The former home secretary, David Blunkett, took to the pages of the Daily Mail to support the current defence secretary, Michael Fallon. Mr Fallon, readers will recall, had just been caught in an interview using the ‘swamped’ word to refer to the historically unprecedented levels of immigration that have affected much of Britain in recent years.
Like many politicians from across the party divide Mr Blunkett has lately become very keen to tell the British public that their opinions on immigration (which poll after poll show to be held by a majority of the public) are not racist after all. These days Mr Blunkett derides those lily livered, politically correct politicians who dare not use the ‘s’ word, and scolds those who try to shut down the immigration debate by using the ‘r’ word. I must say I find it fascinating watching this grandstanding.
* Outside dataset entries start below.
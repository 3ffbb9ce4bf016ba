//! Archive document codec.
//!
//! An archive is a markdown file: a `# title` heading, an optional
//! description, an `*Archived on: ...*` line, a `---` rule, then one `##`
//! section per uploaded file. Only the header is decoded back; the file
//! section is carried through updates byte for byte.

use chrono::{DateTime, Utc};
use thiserror::Error;

use crate::layout::MediaKind;

/// Prefix of the line holding the archive's creation timestamp.
pub const ARCHIVED_ON_MARKER: &str = "*Archived on:";

/// Horizontal rule between the header and the file-link section.
pub const SEPARATOR: &str = "\n---\n";

const RAW_HOST: &str = "https://raw.githubusercontent.com";
const WEB_HOST: &str = "https://github.com";

/// Repository and branch that uploaded files are linked against.
#[derive(Debug, Clone, PartialEq, Eq)]
pub struct RepoCoords {
    pub owner: String,
    pub repo: String,
    pub branch: String,
}

impl RepoCoords {
    pub fn new(
        owner: impl Into<String>,
        repo: impl Into<String>,
        branch: impl Into<String>,
    ) -> Self {
        Self {
            owner: owner.into(),
            repo: repo.into(),
            branch: branch.into(),
        }
    }

    /// Direct download URL, suitable for inline image embeds.
    pub fn raw_url(&self, path: &str) -> String {
        format!(
            "{}/{}/{}/{}/{}",
            RAW_HOST, self.owner, self.repo, self.branch, path
        )
    }

    /// GitHub web view of a file.
    pub fn blob_url(&self, path: &str) -> String {
        format!(
            "{}/{}/{}/blob/{}/{}",
            WEB_HOST, self.owner, self.repo, self.branch, path
        )
    }
}

/// One uploaded file referenced by an archive.
#[derive(Debug, Clone, PartialEq, Eq)]
pub struct FileLink {
    /// Original file name as the user picked it.
    pub display_name: String,
    /// Repository-relative path under a kind subdirectory.
    pub stored_path: String,
    pub kind: MediaKind,
}

/// Editable part of an archive document.
#[derive(Debug, Clone, PartialEq, Eq, Default)]
pub struct ArchiveHeader {
    pub title: String,
    pub description: String,
}

#[derive(Debug, Error, PartialEq, Eq)]
pub enum CodecError {
    #[error("no '---' separator after the archive header")]
    MissingSeparator,
}

/// RFC 1123 timestamp in GMT, e.g. `Fri, 05 Jan 2024 10:00:00 GMT`.
pub fn format_archived_on(at: DateTime<Utc>) -> String {
    at.format("%a, %d %b %Y %H:%M:%S GMT").to_string()
}

fn push_header(out: &mut String, title: &str, description: &str) {
    out.push_str("# ");
    out.push_str(title);
    out.push_str("\n\n");
    if !description.is_empty() {
        out.push_str(description);
        out.push_str("\n\n");
    }
}

fn link_line(coords: &RepoCoords, link: &FileLink) -> String {
    let name = &link.display_name;
    let path = &link.stored_path;
    match link.kind {
        MediaKind::Image => format!("![{}]({})", name, coords.raw_url(path)),
        MediaKind::Video => format!("[Watch video: {}]({})", name, coords.blob_url(path)),
        MediaKind::Audio => format!("[Listen to audio: {}]({})", name, coords.blob_url(path)),
        MediaKind::Pdf | MediaKind::Other => {
            format!("[View file on GitHub: {}]({})", name, coords.blob_url(path))
        }
    }
}

/// Renders a complete archive document.
pub fn encode(
    coords: &RepoCoords,
    title: &str,
    description: &str,
    created_at: DateTime<Utc>,
    links: &[FileLink],
) -> String {
    let mut out = String::new();
    push_header(&mut out, title, description);
    out.push_str(ARCHIVED_ON_MARKER);
    out.push(' ');
    out.push_str(&format_archived_on(created_at));
    out.push_str("*\n");
    out.push_str(SEPARATOR);
    out.push('\n');
    for link in links {
        out.push_str("## ");
        out.push_str(&link.display_name);
        out.push_str("\n\n");
        out.push_str(&link_line(coords, link));
        out.push_str("\n\n");
    }
    out
}

fn is_blank(line: &str) -> bool {
    line.is_empty() || line == "\r"
}

/// Parses the title and description out of an archive document.
///
/// Lines are split on `\n` only, so a `\r\n` inside the description comes
/// back as written. When the whole document uses CRLF endings (the title
/// line ends in `\r`), the line break closing the description is dropped.
///
/// A document without the archived-on line is read leniently: everything
/// after the title is the description.
pub fn decode(text: &str) -> ArchiveHeader {
    let text = text.strip_suffix('\n').unwrap_or(text);
    let mut lines = text.split('\n');
    let first_raw = lines.next().unwrap_or("");
    let crlf = first_raw.ends_with('\r');
    let first = first_raw.trim_end_matches('\r');
    let stripped = first.trim_start_matches('#');
    let title = if stripped.len() != first.len() {
        stripped.strip_prefix(' ').unwrap_or(stripped)
    } else {
        first
    };

    let rest: Vec<&str> = lines.collect();
    let mut body: &[&str] = &rest;
    if body.first().is_some_and(|l| is_blank(l)) {
        body = &body[1..];
    }

    let mut description = match body.iter().position(|l| l.starts_with(ARCHIVED_ON_MARKER)) {
        Some(end) => {
            let mut desc = &body[..end];
            if desc.last().is_some_and(|l| is_blank(l)) {
                desc = &desc[..desc.len() - 1];
            }
            desc.join("\n")
        }
        None => body.join("\n"),
    };
    if crlf && description.ends_with('\r') {
        description.pop();
    }

    ArchiveHeader {
        title: title.to_string(),
        description,
    }
}

/// Rewrites the header of an existing archive document.
///
/// The archived-on line and everything after the separator are kept
/// verbatim. A document with no separator is rejected rather than silently
/// losing its file links.
pub fn reencode(
    old_text: &str,
    new_title: &str,
    new_description: &str,
) -> Result<String, CodecError> {
    let mut offset = 0usize;
    let mut archived_on: Option<(usize, &str)> = None;
    for line in old_text.split('\n') {
        if line.starts_with(ARCHIVED_ON_MARKER) {
            archived_on = Some((offset, line.trim_end_matches('\r')));
            break;
        }
        offset += line.len() + 1;
    }

    let search_from = archived_on.map(|(at, _)| at).unwrap_or(0);
    let sep_at = old_text[search_from..]
        .find(SEPARATOR)
        .map(|i| i + search_from)
        .ok_or(CodecError::MissingSeparator)?;
    let files = &old_text[sep_at + SEPARATOR.len()..];

    let mut out = String::with_capacity(old_text.len() + new_title.len());
    push_header(&mut out, new_title, new_description);
    match archived_on {
        Some((_, line)) => {
            out.push_str(line);
            out.push('\n');
        }
        None => tracing::warn!("archive document has no archived-on line; dropping it"),
    }
    out.push_str(SEPARATOR);
    out.push_str(files);
    Ok(out)
}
Not only because of the historically unprecedented wave of immigration that occurred on Mr Blunkett’s watch, but because of one particular memory.
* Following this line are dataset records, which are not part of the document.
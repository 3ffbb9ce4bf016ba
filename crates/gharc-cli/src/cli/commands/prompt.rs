//! Line-oriented prompts on stderr/stdin.

use anyhow::{Context, Result};
use std::io::{self, BufRead, Write};

/// Prints `question` to stderr and returns the next stdin line, trimmed.
pub fn read_line(question: &str) -> Result<String> {
    eprint!("{}", question);
    io::stderr().flush()?;
    let mut line = String::new();
    io::stdin()
        .lock()
        .read_line(&mut line)
        .context("reading stdin")?;
    Ok(line.trim().to_string())
}

pub fn is_yes(answer: &str) -> bool {
    matches!(answer.to_ascii_lowercase().as_str(), "y" | "yes")
}
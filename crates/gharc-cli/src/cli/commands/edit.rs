//! `gharc edit <path>` – rewrite an archive's title and description.

use anyhow::Result;
use gharc_core::ArchiveService;

pub async fn run_edit(
    service: &ArchiveService,
    path: &str,
    title: Option<String>,
    description: Option<String>,
) -> Result<()> {
    let current = service.get_archive_for_editing(path).await?;
    if title.is_none() && description.is_none() {
        println!("Title: {}", current.title);
        println!("Description:\n{}", current.description);
        return Ok(());
    }

    let title = title.unwrap_or(current.title);
    let description = description.unwrap_or(current.description);
    let url = service.update_archive(path, &title, &description).await?;
    println!("Updated {}", url);
    Ok(())
}
//! CLI for gharc.

mod commands;
mod session;

use anyhow::Result;
use clap::{Parser, Subcommand};
use clap_complete::Shell;
use gharc_core::config;
use std::path::PathBuf;

use commands::{
    run_completions, run_delete, run_edit, run_list, run_login, run_show, run_upload,
};
use session::RepoOverrides;

/// Top-level CLI for gharc.
#[derive(Debug, Parser)]
#[command(name = "gharc", version)]
#[command(about = "gharc: keep dated media archives in a GitHub repository", long_about = None)]
pub struct Cli {
    /// Repository owner (overrides config.toml).
    #[arg(long, global = true, value_name = "OWNER")]
    pub owner: Option<String>,

    /// Repository name (overrides config.toml).
    #[arg(long, global = true, value_name = "REPO")]
    pub repo: Option<String>,

    /// Branch to read and write (overrides config.toml).
    #[arg(long, global = true, value_name = "BRANCH")]
    pub branch: Option<String>,

    #[command(subcommand)]
    pub command: CliCommand,
}

#[derive(Debug, Subcommand)]
pub enum CliCommand {
    /// Save a GitHub personal access token for later commands.
    Login {
        /// Token value; read from stdin when omitted.
        #[arg(long)]
        token: Option<String>,
    },

    /// Upload files and create an archive linking them.
    Upload {
        /// Files to upload.
        #[arg(required = true, value_name = "FILE")]
        files: Vec<PathBuf>,

        /// Archive title.
        #[arg(long, short)]
        title: String,

        /// Archive description (markdown).
        #[arg(long, short, default_value = "")]
        description: String,
    },

    /// List archives, newest first.
    List,

    /// Print an archive's markdown.
    Show {
        /// Repository path, e.g. diaries/2024/01/05-trip.md.
        path: String,
    },

    /// Change an archive's title and/or description; prints them if neither is given.
    Edit {
        /// Repository path of the archive.
        path: String,

        /// New title.
        #[arg(long, short)]
        title: Option<String>,

        /// New description.
        #[arg(long, short)]
        description: Option<String>,
    },

    /// Delete an archive document (uploaded files are kept).
    Delete {
        /// Repository path of the archive.
        path: String,

        /// Do not ask for confirmation.
        #[arg(long, short)]
        yes: bool,
    },

    /// Print shell completions.
    Completions {
        /// Target shell.
        shell: Shell,
    },
}

impl CliCommand {
    pub async fn run_from_args() -> Result<()> {
        let Cli {
            owner,
            repo,
            branch,
            command,
        } = Cli::parse();
        let overrides = RepoOverrides {
            owner,
            repo,
            branch,
        };

        // These two never touch the repository.
        match command {
            CliCommand::Login { token } => return run_login(token),
            CliCommand::Completions { shell } => {
                run_completions(shell);
                return Ok(());
            }
            _ => {}
        }

        let cfg = config::load_or_init()?;
        tracing::debug!("loaded config: {:?}", cfg);
        let service = session::open_service(cfg, &overrides)?;

        match command {
            CliCommand::Upload {
                files,
                title,
                description,
            } => run_upload(&service, &files, &title, &description).await?,
            CliCommand::List => run_list(&service).await?,
            CliCommand::Show { path } => run_show(&service, &path).await?,
            CliCommand::Edit {
                path,
                title,
                description,
            } => run_edit(&service, &path, title, description).await?,
            CliCommand::Delete { path, yes } => run_delete(&service, &path, yes).await?,
            CliCommand::Login { .. } | CliCommand::Completions { .. } => {}
        }

        Ok(())
    }
}

#[cfg(test)]
mod tests;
In 2002 Anthony Browne published a series of articles in The Times and a pamphlet for the think tank Civitas called ‘Do We Need Mass Immigration’. Both were models of lucidity, research and exemplary unpicking of a notoriously difficult issue. Had Browne’s careful thoughts been followed (selective immigration, not mass immigration, so forth) back then I doubt the UK immigration debate would retain its potency as a reason for the public to distrust the political class.
Yet I turn to Hansard, and a debate on immigration featuring the then Home Secretary, from 2nd December 2002. Here is Mr Blunkett to one of his Conservative opponents:
‘I asked the right hon. Gentleman to join me in condemning those, whose voices are louder and louder, who are against all legal, never mind illegal, immigration into this country. I heard such comment, by one who is very close to the Conservative party, on the “Today" programme this morning. I have read it in the newspapers. I read it almost every other day now in The Times, and I have to say that, in the case of Anthony Browne, it borders on fascism.’
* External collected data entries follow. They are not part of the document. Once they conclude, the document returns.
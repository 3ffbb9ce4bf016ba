//! `gharc completions <shell>` – print a completion script.

use clap::CommandFactory;
use clap_complete::Shell;
use std::io;

use crate::cli::Cli;

pub fn run_completions(shell: Shell) {
    let mut cmd = Cli::command();
    clap_complete::generate(shell, &mut cmd, "gharc", &mut io::stdout());
}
‘Borders on fascism’. That is what David Blunkett was willing to say about a set of reports by a journalist that now seem (12 years on) to simply espouse the stance that Mr Blunkett and a great many, if not most, other mainstream politicians today espouse.
But just imagine what might have been possible had the David Blunkett of 2002 been willing to say what the David Blunkett of 2014 is willing to say? I don’t mind – indeed I welcome – Mr Blunkett changing his mind. But if he possessed any honesty he would today be writing pieces explaining not why he had always been right, but why he was in fact a significant part of the problem.